What are some of the major changes made to the federal tax code for 2018 by the Tax Cuts and Jobs Act?

Income Tax Brackets and Rates in 2018. The current rates and brackets are shown in the table below. The income limits for all tax brackets and all filers will be adjusted for inflation. The top marginal income tax rate of 37 percent will hit taxpayers with taxable income of $500,000 and higher for single filers and $600,000 and higher for married couples filing jointly.

Itemized Deductions by Category

Medical Expenses: Medical expense deductibility remains basically unchanged from 2017, but must be in excess of 7.5% of your adjusted gross income to be deductible as an itemized deduction.

Taxes: While the new tax law retains deductibility for all the same types of taxes paid the itemized deduction amount is capped at $10,000.00.

Mortgage Interest: While mortgage interest is still deductible new limitations have been added. Personal residence mortgages taken out after December 15, 2017 limit the mortgage interest deduction to interest on $750,000.00 of debt. Existing mortgages as of that date will still allow interest deductions on $1,000,000.00 of debt.

Interest paid on home equity loans are only deductible if the mortgage proceeds were used to acquire, or substantially improve your personal residence.

Charitable Contributions: There were no changes made to these deductions.

Miscellaneous Deductions: The new tax law eliminates this entire category of itemized deductions. This means that the following deductions are no longer allowed:

  • Union dues
  • Unreimbursed business employee expenses
  • Investment expenses
  • IRA custodial fees
  • Tax Preparation fees
  • Job to job travel
  • And so on

Casualty Losses: Casualty losses are no longer deductible, except for losses incurred in federal declared disaster areas.


What were some of the other changes to the tax code for 2018?

Alimony Payments: For 2018 the law remains the same. Payments of alimony or maintenance payments are tax deductible by the payor and are includable in the income of the payee. However, either of these payments required by a divorce decree or separation agreement signed on or after January 1, 2019 will no longer be deductible by the payor, nor reportable as income by the payee.
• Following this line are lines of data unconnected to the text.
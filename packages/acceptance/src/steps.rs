//! Step handlers for the landing, login and sign-up flows
//!
//! Each handler drives the session's browser through one step. Success is
//! the absence of an error; any error aborts the scenario.

use tracing::{info, instrument};

use crate::driver::{BrowserDriver, Launcher};
use crate::error::Result;
use crate::session::Session;
use crate::ui::{self, SignUpDetails};
use crate::wait::Condition;

/// "a new user,": start a fresh browser for the scenario.
#[instrument(skip_all)]
pub async fn given_new_user<L: Launcher>(session: &mut Session<L>) -> Result<()> {
    session.start().await
}

/// "they visit the landing page"
#[instrument(skip_all)]
pub async fn visit_landing_page<L: Launcher>(session: &mut Session<L>) -> Result<()> {
    let url = session.config().landing_url.clone();
    info!(url = %url, "visiting landing page");
    session.driver()?.navigate(&url).await
}

/// "select “Get Started“ button,": wait until clickable, then click.
#[instrument(skip_all)]
pub async fn select_get_started<L: Launcher>(session: &mut Session<L>) -> Result<()> {
    let driver = session.driver()?;
    let button = session
        .wait()
        .until(driver, &ui::get_started_button(), Condition::Clickable)
        .await?;
    driver.click(&button).await
}

/// "the user should be redirected to the {page_name} page."
#[instrument(skip(session))]
pub async fn assert_redirected<L: Launcher>(session: &mut Session<L>, page_name: &str) -> Result<()> {
    let current_url = session.driver()?.current_url().await?;
    session.config().pages.assert_redirected(page_name, &current_url)?;
    info!(page = page_name, url = %current_url, "redirect confirmed");
    Ok(())
}

/// "they visit the login page"
#[instrument(skip_all)]
pub async fn visit_login_page<L: Launcher>(session: &mut Session<L>) -> Result<()> {
    let url = session.config().login_sign_up_url.clone();
    info!(url = %url, "visiting login page");
    session.driver()?.navigate(&url).await
}

/// "select the “Sign Up“ button": immediate lookup by link text, no wait.
#[instrument(skip_all)]
pub async fn select_sign_up<L: Launcher>(session: &mut Session<L>) -> Result<()> {
    let driver = session.driver()?;
    let link = ui::sign_up_link().locate(driver).await?;
    driver.click(&link).await
}

/// "provide valid information,"
///
/// Waits for the username field only; the remaining fields are expected to
/// have rendered with it and are looked up immediately. All five are located
/// before anything is typed, and the form is submitted exactly once.
#[instrument(skip_all)]
pub async fn provide_valid_information<L: Launcher>(session: &mut Session<L>) -> Result<()> {
    let details = SignUpDetails::valid();
    let driver = session.driver()?;
    let [username, first_name, last_name, email, password] = details.fields();

    let mut inputs = Vec::with_capacity(5);
    inputs.push((
        session
            .wait()
            .until(driver, &username.0, Condition::Visible)
            .await?,
        username.1,
    ));
    for (target, value) in [first_name, last_name, email, password] {
        inputs.push((target.locate(driver).await?, value));
    }

    for (input, value) in &inputs {
        driver.send_keys(input, value).await?;
    }
    info!(fields = inputs.len(), "sign-up form filled");

    let submit = ui::sign_up_submit().locate(driver).await?;
    driver.click(&submit).await
}

/// "they should be able to create an account."
///
/// Only checks that the form's message paragraph appears. The same
/// paragraph carries "account already exists", so this passes for either
/// outcome; it does not read the message text.
#[instrument(skip_all)]
pub async fn assert_account_created<L: Launcher>(session: &mut Session<L>) -> Result<()> {
    let driver = session.driver()?;
    session
        .wait()
        .until(driver, &ui::account_message(), Condition::Present)
        .await?;
    info!("account message present");
    Ok(())
}

#[cfg(test)]
#[allow(clippy::expect_used, clippy::panic, clippy::unwrap_used)]
mod tests {
    use super::*;
    use crate::config::{AcceptanceConfig, DEFAULT_LANDING_URL};
    use crate::driver::simulated::{Action, ClickEffect, SimElement, SimPage, SimulatedLauncher, SimulatedSite};
    use crate::error::AcceptanceError;
    use crate::locator::Locator;
    use pretty_assertions::assert_eq;
    use std::sync::Arc;
    use std::time::Duration;
    use tokio::time::Instant;

    const LOGIN: &str = "https://todolist.auth.example.com/login?client_id=abc";

    fn config() -> AcceptanceConfig {
        AcceptanceConfig::new(DEFAULT_LANDING_URL, LOGIN)
    }

    fn todolist_session() -> Session<SimulatedLauncher> {
        let config = config();
        let launcher = SimulatedLauncher::new(SimulatedSite::todolist(&config));
        Session::new(Arc::new(config), launcher)
    }

    fn session_with(site: SimulatedSite) -> Session<SimulatedLauncher> {
        Session::new(Arc::new(config()), SimulatedLauncher::new(site))
    }

    #[tokio::test(start_paused = true)]
    async fn test_get_started_redirects_to_login() {
        let mut session = todolist_session();
        given_new_user(&mut session).await.unwrap();
        visit_landing_page(&mut session).await.unwrap();
        select_get_started(&mut session).await.unwrap();
        assert_redirected(&mut session, "login_sign_up").await.unwrap();

        let journal = session.launcher().journal();
        assert_eq!(
            journal.actions(),
            vec![
                Action::Navigate(DEFAULT_LANDING_URL.to_string()),
                Action::Click(ui::GET_STARTED_NAME.to_string()),
            ]
        );
    }

    #[tokio::test(start_paused = true)]
    async fn test_get_started_clicks_only_after_render() {
        let site = SimulatedSite::new().with_page(
            DEFAULT_LANDING_URL,
            SimPage::new().with(
                SimElement::new(ui::GET_STARTED_NAME, Locator::xpath(ui::GET_STARTED_XPATH))
                    .render_after(Duration::from_secs(4))
                    .on_click(ClickEffect::Navigate(LOGIN.to_string())),
            ),
        );
        let mut session = session_with(site);
        given_new_user(&mut session).await.unwrap();
        visit_landing_page(&mut session).await.unwrap();

        let started = Instant::now();
        select_get_started(&mut session).await.unwrap();
        assert!(started.elapsed() >= Duration::from_secs(4));
        assert_eq!(session.launcher().journal().clicks().len(), 1);
    }

    #[tokio::test(start_paused = true)]
    async fn test_get_started_times_out() {
        let mut session = session_with(SimulatedSite::new());
        given_new_user(&mut session).await.unwrap();
        visit_landing_page(&mut session).await.unwrap();

        let err = select_get_started(&mut session).await.unwrap_err();
        assert!(matches!(err, AcceptanceError::WaitTimeout { .. }));
        assert!(session.launcher().journal().clicks().is_empty());
    }

    #[tokio::test(start_paused = true)]
    async fn test_redirect_mismatch_fails() {
        let mut session = todolist_session();
        given_new_user(&mut session).await.unwrap();
        visit_landing_page(&mut session).await.unwrap();

        let err = assert_redirected(&mut session, "login_sign_up").await.unwrap_err();
        assert!(matches!(err, AcceptanceError::AssertionFailed(_)));

        let err = assert_redirected(&mut session, "settings").await.unwrap_err();
        assert!(matches!(err, AcceptanceError::UnknownPage(_)));
    }

    #[tokio::test(start_paused = true)]
    async fn test_sign_up_flow() {
        let mut session = todolist_session();
        given_new_user(&mut session).await.unwrap();
        visit_login_page(&mut session).await.unwrap();
        select_sign_up(&mut session).await.unwrap();
        provide_valid_information(&mut session).await.unwrap();
        assert_account_created(&mut session).await.unwrap();

        let journal = session.launcher().journal();
        assert_eq!(
            journal.keystrokes(),
            vec![
                (ui::USERNAME_NAME.to_string(), "test".to_string()),
                (ui::FIRST_NAME_NAME.to_string(), "User".to_string()),
                (ui::LAST_NAME_NAME.to_string(), "Test".to_string()),
                (ui::EMAIL_NAME.to_string(), "teste@gmail.com".to_string()),
                (ui::PASSWORD_NAME.to_string(), "Teste-122".to_string()),
            ]
        );
        assert_eq!(
            journal.clicks(),
            vec![ui::SIGN_UP_LINK_NAME.to_string(), ui::SUBMIT_NAME.to_string()]
        );
    }

    #[tokio::test(start_paused = true)]
    async fn test_sign_up_link_is_not_awaited() {
        let site = SimulatedSite::new().with_page(
            LOGIN,
            SimPage::new().with(
                SimElement::new(ui::SIGN_UP_LINK_NAME, Locator::link_text("Sign up"))
                    .render_after(Duration::from_millis(100)),
            ),
        );
        let mut session = session_with(site);
        given_new_user(&mut session).await.unwrap();
        visit_login_page(&mut session).await.unwrap();

        let err = select_sign_up(&mut session).await.unwrap_err();
        assert!(matches!(err, AcceptanceError::LocatorNotFound { .. }));
    }

    #[tokio::test(start_paused = true)]
    async fn test_missing_field_types_nothing() {
        // Sign-up form without the email field.
        let field = |name: &'static str, xpath: &'static str| SimElement::new(name, Locator::xpath(xpath));
        let site = SimulatedSite::new().with_page(
            LOGIN,
            SimPage::new()
                .with(field(ui::USERNAME_NAME, ui::USERNAME_XPATH))
                .with(field(ui::FIRST_NAME_NAME, ui::FIRST_NAME_XPATH))
                .with(field(ui::LAST_NAME_NAME, ui::LAST_NAME_XPATH))
                .with(field(ui::PASSWORD_NAME, ui::PASSWORD_XPATH))
                .with(field(ui::SUBMIT_NAME, ui::SUBMIT_XPATH)),
        );
        let mut session = session_with(site);
        given_new_user(&mut session).await.unwrap();
        visit_login_page(&mut session).await.unwrap();

        let err = provide_valid_information(&mut session).await.unwrap_err();
        assert!(err.to_string().contains(ui::EMAIL_NAME), "{err}");
        let journal = session.launcher().journal();
        assert!(journal.keystrokes().is_empty());
        assert!(journal.clicks().is_empty());
    }

    #[tokio::test(start_paused = true)]
    async fn test_hidden_username_times_out_before_typing() {
        let field = |name: &'static str, xpath: &'static str| SimElement::new(name, Locator::xpath(xpath));
        let site = SimulatedSite::new().with_page(
            LOGIN,
            SimPage::new()
                .with(field(ui::USERNAME_NAME, ui::USERNAME_XPATH).hidden())
                .with(field(ui::FIRST_NAME_NAME, ui::FIRST_NAME_XPATH))
                .with(field(ui::LAST_NAME_NAME, ui::LAST_NAME_XPATH))
                .with(field(ui::EMAIL_NAME, ui::EMAIL_XPATH))
                .with(field(ui::PASSWORD_NAME, ui::PASSWORD_XPATH))
                .with(field(ui::SUBMIT_NAME, ui::SUBMIT_XPATH)),
        );
        let mut session = session_with(site);
        given_new_user(&mut session).await.unwrap();
        visit_login_page(&mut session).await.unwrap();

        let started = Instant::now();
        let err = provide_valid_information(&mut session).await.unwrap_err();
        assert!(
            matches!(err, AcceptanceError::WaitTimeout { ref target, .. } if target.contains(ui::USERNAME_NAME)),
            "{err}"
        );
        assert!(started.elapsed() >= session.config().wait_timeout);

        let journal = session.launcher().journal();
        assert!(journal.keystrokes().is_empty());
        assert!(journal.clicks().is_empty());
    }

    #[tokio::test(start_paused = true)]
    async fn test_account_message_must_appear() {
        let mut session = todolist_session();
        given_new_user(&mut session).await.unwrap();
        visit_login_page(&mut session).await.unwrap();
        select_sign_up(&mut session).await.unwrap();

        // Form never submitted, so the message never renders.
        let err = assert_account_created(&mut session).await.unwrap_err();
        assert!(matches!(err, AcceptanceError::WaitTimeout { .. }));
    }

    #[tokio::test]
    async fn test_steps_require_a_session() {
        let mut session = todolist_session();
        let err = visit_landing_page(&mut session).await.unwrap_err();
        assert!(matches!(err, AcceptanceError::SessionNotStarted));
    }

    #[tokio::test]
    async fn test_launch_failure_propagates() {
        let config = config();
        let launcher = SimulatedLauncher::new(SimulatedSite::new()).failing("chrome not found");
        let mut session = Session::new(Arc::new(config), launcher);

        let err = given_new_user(&mut session).await.unwrap_err();
        assert!(matches!(err, AcceptanceError::Launch(_)));
        assert!(!session.is_started());
    }
}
Child Tax Credit: The child tax credit is still available for each child under the age of 17. However, the credit doubles from $1,000.00 to $2,000.00 per child. In addition, up to $1,400.00 of this credit is refundable. In addition there is now a nonrefundable credit of $500.00 per dependents other than a qualifying child.

Moving Expenses: All moving expenses are no longer allowed as a deduction against gross income, with the exception of moving expenses incurred by members of the military.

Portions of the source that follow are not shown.